Surat Perpisahan Alvaro Morata: Puji Fans Galatasaray, Sindir Keras Manajemen

×

Surat Perpisahan Alvaro Morata: Puji Fans Galatasaray, Sindir Keras Manajemen

Sebarkan artikel ini
Alvaro Morata, Galatasaray
Alvaro Morata, Galatasaray

Alvaro Morata telah mengucapkan terima kasih kepada para penggemar Galatasaray, namun salam perpisahannya diwarnai dengan sindiran tajam kepada manajemen klub. Pesan ini ia sampaikan setelah masa peminjamannya dari AC Milan resmi berakhir kemarin.

Berakhirnya masa pinjaman ini membuka jalan bagi sang striker untuk merampungkan kepindahannya ke Como.

Akhir dari Saga Transfer

Seperti diketahui, saga transfer Morata berlangsung alot selama berbulan-bulan. Kepindahannya ke Como terhambat oleh permintaan kompensasi dari Galatasaray.

Kesepakatan akhirnya tercapai setelah Milan membayar biaya pemutusan pinjaman sebesar €5 juta kepada klub asal Turki tersebut.

Dalam sebuah unggahan di profil Instagram-nya, Morata merefleksikan enam bulannya di Turki. Ia memuji dukungan luar biasa dari para penggemar, namun mengkritik keras sikap manajemen klub yang ia anggap tidak profesional.

Pesan Lengkap Alvaro Morata

“Para penggemar Gala dan masyarakat Turki yang terhormat,

“Saya ingin mengucapkan terima kasih yang sebesar-besarnya atas kasih sayang, kehangatan, dan dukungan yang telah Anda tunjukkan kepada saya. Kalian membuat saya merasa diterima sejak hari pertama, dan dukungan kalian merupakan salah satu yang paling luar biasa yang pernah saya alami dalam karier saya.

Sayangnya, saya tidak bisa mengatakan hal yang sama tentang pengalaman saya bersama klub. Ada saat-saat ketika kata-kata yang diberikan dan rasa hormat terhadap nilai-nilai fundamental tidak dijunjung tinggi.

Hingga akhir, komitmen yang dibuat tidak dihormati, sampai pada titik di mana saya tidak punya pilihan selain melepaskan sebagian gaji dan hak-hak kontraktual lainnya yang telah saya peroleh melalui pekerjaan saya (angka yang dipublikasikan tidak akurat).

Bagi saya, dalam hidup dan pekerjaan, ada prinsip-prinsip yang tidak boleh dilanggar, seperti menghormati hak setiap orang.

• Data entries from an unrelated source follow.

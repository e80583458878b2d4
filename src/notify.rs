//! Response context application
//!
//! Applies one response's context to the mirror and caches in a fixed order:
//! the refresh block, the change block, then every notify block. Inside a
//! notify block deletions go first, then creations (with a parent fixup
//! pass), then modifications, then pending generic modifications.
//!
//! A record that cannot be decoded is logged and skipped. Only a bad refresh
//! payload fails the whole context, and then nothing is applied.

use std::sync::Arc;

use tracing::{debug, info, warn};

use crate::cache::SessionCaches;
use crate::context::{NotifyBlock, RawRecord, RefreshBlock, ResponseContext, element, search_type_for};
use crate::errors::{MirrorError, MirrorResult};
use crate::events::{Listeners, MirrorEvent};
use crate::item_id::split_id_list;
use crate::mirror::Mirror;
use crate::models::{
    ContactRecord, Entity, FolderElement, FolderNode, FolderRecord, ItemPatch, MailboxRecord,
    MountSpec, Tag, TagRecord,
};
use crate::sync::{ChangeObservation, SyncState};

/// What applying a context did
#[derive(Debug, Clone, Copy, Default, PartialEq, Eq)]
pub struct ApplyOutcome {
    /// A refresh payload replaced the mirror
    pub refreshed: bool,
    /// The change sequence went backwards
    pub discontinuity: bool,
}

pub struct NotificationApplier<'a> {
    mirror: &'a mut Arc<Mirror>,
    caches: &'a mut SessionCaches,
    sync: &'a mut SyncState,
    listeners: &'a Listeners,
    events: Vec<MirrorEvent>,
}

impl<'a> NotificationApplier<'a> {
    pub fn new(
        mirror: &'a mut Arc<Mirror>,
        caches: &'a mut SessionCaches,
        sync: &'a mut SyncState,
        listeners: &'a Listeners,
    ) -> Self {
        Self {
            mirror,
            caches,
            sync,
            listeners,
            events: Vec::new(),
        }
    }

    /// Apply a whole response context
    ///
    /// # Errors
    ///
    /// Returns `Malformed` when the refresh payload cannot be decoded; the
    /// mirror, caches and sequence state are then left untouched.
    pub fn apply(mut self, ctx: &ResponseContext) -> MirrorResult<ApplyOutcome> {
        let mut outcome = ApplyOutcome::default();
        if let Some(refresh) = &ctx.refresh {
            self.apply_refresh(refresh)?;
            outcome.refreshed = true;
            self.flush();
        }
        if let Some(change) = &ctx.change {
            outcome.discontinuity =
                self.sync.observe_change(change.token) == ChangeObservation::Discontinuity;
        }
        for block in &ctx.notify {
            self.apply_notify(block);
            self.flush();
        }
        Ok(outcome)
    }

    fn flush(&mut self) {
        let events = std::mem::take(&mut self.events);
        self.listeners.dispatch(&events, &**self.mirror);
    }

    fn apply_refresh(&mut self, block: &RefreshBlock) -> MirrorResult<()> {
        let account = self.mirror.account_id().map(str::to_owned);
        let rebuilt = Mirror::from_refresh(block, account).inspect_err(|e| {
            warn!(error = %e, "refresh payload rejected, keeping previous mirror");
        })?;
        *self.mirror = Arc::new(rebuilt);
        self.caches.clear();
        self.sync.reset_after_refresh();
        info!(
            folders = self.mirror.index.folders().count(),
            tags = self.mirror.tags.len(),
            "mirror rebuilt from refresh"
        );
        self.events.push(MirrorEvent::Refresh);
        Ok(())
    }

    fn apply_notify(&mut self, block: &NotifyBlock) {
        self.sync.observe_notify_seq(block.seq);
        if let Some(deleted) = &block.deleted {
            let ids = split_id_list(&deleted.id);
            if !ids.is_empty() {
                self.apply_deleted(&ids);
                self.events.push(MirrorEvent::Deleted(ids));
            }
        }
        if !block.created.is_empty() {
            self.apply_created(&block.created);
        }
        for record in &block.modified {
            match self.apply_modified(record) {
                Ok(()) => self.events.push(MirrorEvent::Modified(record.clone())),
                Err(e) => skip(record, "modified", &e),
            }
        }
        if let Some(mods) = &block.a {
            self.events.push(MirrorEvent::Pending {
                change_id: self.sync.last_change().map(|c| c.id),
                mods: mods.clone(),
            });
        }
    }

    fn apply_deleted(&mut self, ids: &[String]) {
        for id in ids {
            self.caches.remove_item(id);
            self.caches
                .contacts
                .mark_dirty_where(|c| c.is_group() && c.references(id));
            self.caches.calendar.invalidate_item(id);
            self.caches.calendar.invalidate_folder(id);
        }
        self.caches.searches.remove_ids(ids);
        self.caches.conv_searches.remove_ids(ids);

        if !ids.iter().any(|id| self.mirror.index.contains(id)) {
            return;
        }
        let Mirror {
            index, tree, tags, ..
        } = Arc::make_mut(self.mirror);
        for id in ids {
            let Some(key) = index.resolve(id) else {
                continue;
            };
            match index.get_by_id(&key).cloned() {
                Some(Entity::Folder(node)) => {
                    tree.detach(index, &key);
                    index.remove_by_id(&key);
                    if let Some(mount) = node.mount() {
                        index.remove_alias(&mount.canonical_remote_id());
                    }
                    for child in node.children() {
                        if index.folder_by_key(child).is_some() {
                            tree.make_orphan(index, child);
                        }
                    }
                    debug!(folder = %key, "folder deleted");
                }
                Some(Entity::Tag(tag)) => {
                    index.remove_by_id(&key);
                    tags.forget(&tag, &key);
                    debug!(tag = %key, "tag deleted");
                }
                Some(_) => {
                    index.remove_by_id(&key);
                }
                None => {}
            }
        }
    }

    fn apply_created(&mut self, records: &[RawRecord]) {
        let mut deferred: Vec<String> = Vec::new();
        for record in records {
            let result = match record.element.as_str() {
                element::FOLDER | element::SEARCH | element::LINK => {
                    self.create_folder(record).map(|pending| deferred.extend(pending))
                }
                element::TAG => self.create_tag(record),
                element::MESSAGE | element::CONVERSATION | element::CONTACT => {
                    if let Some(search_type) = search_type_for(&record.element) {
                        self.caches.searches.on_created(search_type);
                    }
                    Ok(())
                }
                element::APPOINTMENT | element::TASK => {
                    if let Some(search_type) = search_type_for(&record.element) {
                        self.caches.searches.on_created(search_type);
                    }
                    self.caches.calendar.clear();
                    Ok(())
                }
                other => Err(MirrorError::malformed(format!("unknown element <{other}>"))),
            };
            match result {
                Ok(()) => self.events.push(MirrorEvent::Created(record.clone())),
                Err(e) => skip(record, "created", &e),
            }
        }
        if !deferred.is_empty() || !self.mirror.tree.orphans().is_empty() {
            self.fixup(deferred);
        }
    }

    /// Index a created folder; returns its key when its parent is not known yet
    fn create_folder(&mut self, record: &RawRecord) -> MirrorResult<Option<String>> {
        let element = FolderElement::from_element(&record.element)
            .ok_or_else(|| MirrorError::malformed(format!("<{}> is not a folder", record.element)))?;
        let folder: FolderRecord = record.decode()?;
        let mut node = FolderNode::from_record(&folder, element)?;
        if !self.mirror.folders_loaded() {
            debug!(folder = %folder.id, "folder tree not loaded, created folder not mirrored");
            return Ok(None);
        }
        let alias = node.mount().map(MountSpec::canonical_remote_id);
        let Mirror { index, tree, .. } = Arc::make_mut(self.mirror);
        let key = index.key(&folder.id);
        // a re-announced folder keeps its subtree
        if let Some(existing) = index.folder_by_key(&key) {
            node.children = Arc::clone(&existing.children);
            tree.detach(index, &key);
        }
        index.put(Entity::Folder(Arc::new(node)));
        if let Some(alias) = alias {
            index.put_alias(alias, &key);
        }
        if tree.root() == Some(key.as_str()) {
            tree.refresh_paths(index, &key);
            return Ok(None);
        }
        if tree.try_attach(index, &key) {
            Ok(None)
        } else {
            Ok(Some(key))
        }
    }

    /// Attach deferred folders once the whole created list is indexed
    fn fixup(&mut self, mut deferred: Vec<String>) {
        let Mirror { index, tree, .. } = Arc::make_mut(self.mirror);
        loop {
            let before = deferred.len();
            deferred.retain(|key| !tree.try_attach(index, key));
            if deferred.len() == before {
                break;
            }
        }
        for key in &deferred {
            tree.make_orphan(index, key);
        }
        let reattached = tree.retry_orphans(index);
        if reattached > 0 {
            debug!(reattached, "orphaned folders found their parent");
        }
    }

    fn create_tag(&mut self, record: &RawRecord) -> MirrorResult<()> {
        let tag = Tag::from_record(&record.decode::<TagRecord>()?)?;
        if !self.mirror.tags_loaded() {
            debug!(tag = %tag.id, "tag registry not loaded, created tag not mirrored");
            return Ok(());
        }
        let Mirror { index, tags, .. } = Arc::make_mut(self.mirror);
        tags.insert(index, tag);
        Ok(())
    }

    fn apply_modified(&mut self, record: &RawRecord) -> MirrorResult<()> {
        match record.element.as_str() {
            element::FOLDER | element::SEARCH | element::LINK => self.modify_folder(record),
            element::TAG => self.modify_tag(record),
            element::MESSAGE => {
                let patch: ItemPatch = record.decode()?;
                self.caches.patch_message(&patch.id, |m| m.apply_patch(&patch));
                self.patch_hits(&patch);
                Ok(())
            }
            element::CONVERSATION => {
                let patch: ItemPatch = record.decode()?;
                self.patch_hits(&patch);
                Ok(())
            }
            element::CONTACT => {
                let contact: ContactRecord = record.decode()?;
                self.caches.patch_contact(&contact.id, |c| c.apply_patch(&contact));
                self.caches
                    .contacts
                    .mark_dirty_where(|c| c.is_group() && c.references(&contact.id));
                self.patch_hits(&record.decode()?);
                Ok(())
            }
            element::APPOINTMENT | element::TASK => {
                let patch: ItemPatch = record.decode()?;
                self.caches.calendar.invalidate_item(&patch.id);
                self.caches.calendar.clear_mini_cal();
                self.patch_hits(&patch);
                Ok(())
            }
            element::MAILBOX => {
                let mbx: MailboxRecord = record.decode()?;
                if let Some(size) = mbx.size
                    && self.mirror.size != size
                {
                    Arc::make_mut(self.mirror).size = size;
                }
                Ok(())
            }
            other => Err(MirrorError::malformed(format!("unknown element <{other}>"))),
        }
    }

    fn patch_hits(&mut self, patch: &ItemPatch) {
        self.caches.searches.patch_hit(patch);
        self.caches.conv_searches.patch_hit(patch);
    }

    fn modify_folder(&mut self, record: &RawRecord) -> MirrorResult<()> {
        let patch: FolderRecord = record.decode()?;
        let Some(key) = self.mirror.index.resolve(&patch.id) else {
            debug!(folder = %patch.id, "modification for unknown folder ignored");
            return Ok(());
        };
        let Mirror { index, tree, .. } = Arc::make_mut(self.mirror);
        let current_parent = index.folder_by_key(&key).and_then(|f| f.parent_id.clone());
        if let Some(new_parent) = &patch.parent_id
            && current_parent.as_deref() != Some(new_parent.as_str())
            && let Err(e) = tree.reparent(index, &key, new_parent)
        {
            warn!(folder = %key, error = %e, "folder move not applied");
        }
        let renamed = index
            .folder_mut(&key)
            .is_some_and(|node| node.apply_patch(&patch));
        if renamed {
            tree.refresh_paths(index, &key);
        }
        Ok(())
    }

    fn modify_tag(&mut self, record: &RawRecord) -> MirrorResult<()> {
        let patch: TagRecord = record.decode()?;
        let Some(key) = self.mirror.index.resolve(&patch.id) else {
            debug!(tag = %patch.id, "modification for unknown tag ignored");
            return Ok(());
        };
        let Mirror { index, tags, .. } = Arc::make_mut(self.mirror);
        let Some(tag) = index.tag_mut(&key) else {
            return Ok(());
        };
        if let Some(old_name) = tag.apply_patch(&patch) {
            let new_name = tag.name.clone();
            tags.rename(&old_name, &new_name, &key);
        }
        Ok(())
    }
}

Kegagalan untuk mengakui dan memberikan kompensasi atas apa yang telah diperoleh, bagi saya, tidak dapat diterima dan bertentangan dengan nilai-nilai keadilan dan profesionalisme yang saya yakini.

Saya tahu hal-hal ini seringkali tidak dibicarakan secara terbuka, tetapi saya percaya adalah tepat untuk memberikan penjelasan yang sebenarnya kepada para penggemar tentang apa yang terjadi. Kalian dan kota Istanbul akan selalu ada di hati saya, dan saya mendoakan yang terbaik untuk kalian, hari ini dan di masa depan.

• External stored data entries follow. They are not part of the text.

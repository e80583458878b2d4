//! Folder hierarchy over the identity index
//!
//! Nodes live in the [`IdentityIndex`]; the tree only tracks the root key and
//! the folders whose parent is not (yet) known. Every structural change swaps
//! in a freshly allocated children list and re-derives the cached paths of
//! the affected subtree.

use std::sync::Arc;

use tracing::{debug, warn};

use crate::errors::{MirrorError, MirrorResult};
use crate::index::IdentityIndex;
use crate::models::{FolderNode, PATH_SEPARATOR};

/// Where a folder ended up after being placed in the tree
#[derive(Debug, Clone, Copy, PartialEq, Eq)]
pub enum Placement {
    Attached,
    Orphaned,
}

#[derive(Debug, Clone, Default, PartialEq)]
pub struct FolderTree {
    root: Option<String>,
    orphans: Arc<Vec<String>>,
}

impl FolderTree {
    pub fn root(&self) -> Option<&str> {
        self.root.as_deref()
    }

    /// Root-level folders whose declared parent is unknown
    pub fn orphans(&self) -> &[String] {
        &self.orphans
    }

    pub(crate) fn set_root(&mut self, index: &mut IdentityIndex, raw: &str) -> MirrorResult<()> {
        let key = index
            .resolve(raw)
            .ok_or_else(|| MirrorError::NotFound(format!("root folder {raw}")))?;
        self.root = Some(key.clone());
        self.refresh_paths(index, &key);
        Ok(())
    }

    /// Append `node` to `parent`'s children
    ///
    /// Returns false when either is unknown, they are the same folder, or
    /// `parent` already hangs beneath `node`.
    pub fn add_child(&mut self, index: &mut IdentityIndex, parent: &str, node: &str) -> bool {
        let (Some(parent_key), Some(node_key)) = (index.resolve(parent), index.resolve(node)) else {
            return false;
        };
        if parent_key == node_key || index.folder_by_key(&node_key).is_none() {
            return false;
        }
        if self.is_within(index, &parent_key, &node_key) {
            warn!(folder = %node_key, parent = %parent_key, "rejected attach that would form a cycle");
            return false;
        }
        let Some(parent_node) = index.folder_mut(&parent_key) else {
            return false;
        };
        if !parent_node.children.contains(&node_key) {
            let mut children = Vec::with_capacity(parent_node.children.len() + 1);
            children.extend(parent_node.children.iter().cloned());
            children.push(node_key.clone());
            parent_node.children = Arc::new(children);
        }
        self.drop_orphan(&node_key);
        self.refresh_paths(index, &node_key);
        true
    }

    /// Remove `node` from `parent`'s children; returns whether it was there
    pub fn remove_child(&mut self, index: &mut IdentityIndex, parent: &str, node: &str) -> bool {
        let Some(parent_key) = index.resolve(parent) else {
            return false;
        };
        let node_key = index.resolve(node).unwrap_or_else(|| index.key(node));
        let present = index
            .folder_by_key(&parent_key)
            .is_some_and(|p| p.children.contains(&node_key));
        if !present {
            return false;
        }
        if let Some(parent_node) = index.folder_mut(&parent_key) {
            let children: Vec<String> = parent_node
                .children
                .iter()
                .filter(|k| **k != node_key)
                .cloned()
                .collect();
            parent_node.children = Arc::new(children);
        }
        true
    }

    /// Attach a folder under its declared parent if that parent is indexed
    pub(crate) fn try_attach(&mut self, index: &mut IdentityIndex, key: &str) -> bool {
        let Some(parent_id) = index.folder_by_key(key).and_then(|n| n.parent_id.clone()) else {
            return false;
        };
        self.add_child(index, &parent_id, key)
    }

    /// Keep a folder at root level until its parent shows up
    pub(crate) fn make_orphan(&mut self, index: &mut IdentityIndex, key: &str) {
        if !self.orphans.iter().any(|k| k == key) {
            let mut orphans = Vec::with_capacity(self.orphans.len() + 1);
            orphans.extend(self.orphans.iter().cloned());
            orphans.push(key.to_owned());
            self.orphans = Arc::new(orphans);
        }
        warn!(
            folder = %key,
            parent = ?index.folder_by_key(key).and_then(|n| n.parent_id.clone()),
            "folder parent unknown, kept as root-level orphan"
        );
        self.refresh_paths(index, key);
    }

    /// Re-attach orphans whose parent is now indexed; returns how many moved
    pub(crate) fn retry_orphans(&mut self, index: &mut IdentityIndex) -> usize {
        let pending: Vec<String> = self.orphans.iter().cloned().collect();
        let mut attached = 0;
        for key in pending {
            if self.try_attach(index, &key) {
                debug!(folder = %key, "orphaned folder re-attached");
                attached += 1;
            }
        }
        attached
    }

    /// Unlink a folder from wherever it currently hangs
    pub(crate) fn detach(&mut self, index: &mut IdentityIndex, key: &str) {
        self.drop_orphan(key);
        let declared = index.folder_by_key(key).and_then(|n| n.parent_id.clone());
        if let Some(parent) = declared
            && self.remove_child(index, &parent, key)
        {
            return;
        }
        // placeholders and stale parent ids: find the holder by scanning
        let holder = index
            .folders()
            .find(|f| f.children.iter().any(|c| c == key))
            .map(|f| f.id.clone());
        if let Some(holder) = holder {
            self.remove_child(index, &holder, key);
        }
    }

    /// Move a folder beneath a new parent
    ///
    /// # Errors
    ///
    /// Returns `NotFound` for an unknown folder and `InvalidInput` when the
    /// move would put the folder beneath itself or move the root.
    pub fn reparent(
        &mut self,
        index: &mut IdentityIndex,
        node: &str,
        new_parent: &str,
    ) -> MirrorResult<Placement> {
        let key = index
            .resolve(node)
            .filter(|k| index.folder_by_key(k).is_some())
            .ok_or_else(|| MirrorError::NotFound(format!("folder {node}")))?;
        if self.root.as_deref() == Some(key.as_str()) {
            return Err(MirrorError::invalid("the user root cannot be moved"));
        }
        if let Some(parent_key) = index.resolve(new_parent)
            && self.is_within(index, &parent_key, &key)
        {
            warn!(folder = %key, new_parent = %parent_key, "rejected move of folder beneath itself");
            return Err(MirrorError::invalid(format!(
                "cannot move folder {node} beneath {new_parent}"
            )));
        }
        self.detach(index, &key);
        if let Some(n) = index.folder_mut(&key) {
            n.parent_id = Some(new_parent.to_owned());
        }
        if self.try_attach(index, &key) {
            Ok(Placement::Attached)
        } else {
            self.make_orphan(index, &key);
            Ok(Placement::Orphaned)
        }
    }

    /// Whether `candidate` is `ancestor` or one of its descendants
    fn is_within(&self, index: &IdentityIndex, candidate: &str, ancestor: &str) -> bool {
        let mut current = Some(candidate.to_owned());
        let mut steps = 0;
        while let Some(key) = current {
            if key == ancestor {
                return true;
            }
            steps += 1;
            if steps > index.len() {
                return false;
            }
            current = index
                .folder_by_key(&key)
                .and_then(|n| n.parent_id.as_deref())
                .and_then(|p| index.resolve(p));
        }
        false
    }

    /// Resolve an absolute path, segment by segment, ignoring case
    ///
    /// Placeholders may be walked through but never returned.
    pub fn get_by_path(&self, index: &IdentityIndex, path: &str) -> Option<Arc<FolderNode>> {
        let root_key = self.root.as_deref()?;
        let mut current = index.folder_by_key(root_key)?;
        let mut at_root = true;
        for segment in path.split(PATH_SEPARATOR).filter(|s| !s.is_empty()) {
            let wanted = segment.to_lowercase();
            let matches = |key: &String| {
                index
                    .folder_by_key(key)
                    .filter(|f| f.name.to_lowercase() == wanted)
            };
            let next = current.children.iter().find_map(matches);
            let next = match next {
                Some(n) => n,
                None if at_root => self.orphans.iter().find_map(matches)?,
                None => return None,
            };
            current = next;
            at_root = false;
        }
        if current.is_placeholder() {
            None
        } else {
            Some(Arc::clone(current))
        }
    }

    /// Every visible folder in preorder, root first, orphans last
    pub fn subtree(&self, index: &IdentityIndex) -> Vec<Arc<FolderNode>> {
        let mut out = Vec::new();
        let mut stack: Vec<&str> = self.orphans.iter().rev().map(String::as_str).collect();
        if let Some(root) = self.root.as_deref() {
            stack.push(root);
        }
        let mut visited = 0;
        while let Some(key) = stack.pop() {
            let Some(node) = index.folder_by_key(key) else {
                continue;
            };
            visited += 1;
            if visited > index.len() {
                break;
            }
            if !node.is_placeholder() {
                out.push(Arc::clone(node));
            }
            stack.extend(node.children.iter().rev().map(String::as_str));
        }
        out
    }

    fn drop_orphan(&mut self, key: &str) {
        if self.orphans.iter().any(|k| k == key) {
            let orphans: Vec<String> = self.orphans.iter().filter(|k| *k != key).cloned().collect();
            self.orphans = Arc::new(orphans);
        }
    }

    fn base_path(&self, index: &IdentityIndex, key: &str) -> Option<String> {
        let node = index.folder_by_key(key)?;
        if self.root.as_deref() == Some(key) {
            return Some(PATH_SEPARATOR.to_owned());
        }
        let holder = node
            .parent_id
            .as_deref()
            .and_then(|p| index.resolve(p))
            .and_then(|p| index.folder_by_key(&p))
            .filter(|p| p.children.iter().any(|c| c == key))
            .or_else(|| index.folders().find(|f| f.children.iter().any(|c| c == key)));
        Some(match holder {
            Some(parent) => node.path_under(&parent.path),
            None => node.path_under(PATH_SEPARATOR),
        })
    }

    /// Re-derive the cached path of `key` and everything beneath it
    pub(crate) fn refresh_paths(&self, index: &mut IdentityIndex, key: &str) {
        let Some(start) = self.base_path(index, key) else {
            return;
        };
        let mut stack = vec![(key.to_owned(), start)];
        let mut visited = 0;
        while let Some((current, path)) = stack.pop() {
            visited += 1;
            if visited > index.len() {
                warn!(folder = %key, "folder path derivation exceeded index size");
                break;
            }
            let Some(node) = index.folder_by_key(&current) else {
                continue;
            };
            let children = Arc::clone(&node.children);
            if node.path != path
                && let Some(node) = index.folder_mut(&current)
            {
                node.path = path.clone();
            }
            for child in children.iter() {
                if let Some(child_node) = index.folder_by_key(child) {
                    stack.push((child.clone(), child_node.path_under(&path)));
                }
            }
        }
    }
}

Terima kasih khusus juga kami sampaikan kepada pelatih dan stafnya yang fantastis — saya yakin kalian akan terus mengukir sejarah Galatasaray. Terima kasih yang tulus kepada seluruh rekan satu tim atas momen-momen yang telah kita lalui bersama, dan kepada semua orang yang bekerja di fasilitas latihan.”

Sebagai penutup, pesan Morata ini menjadi pengingat langka tentang sisi kelam di balik layar transfer. Di saat banyak pemain memilih diam, keberaniannya untuk berbicara secara terbuka menunjukkan betapa peliknya situasi yang ia hadapi sebelum akhirnya bisa memulai babak baru dalam kariernya.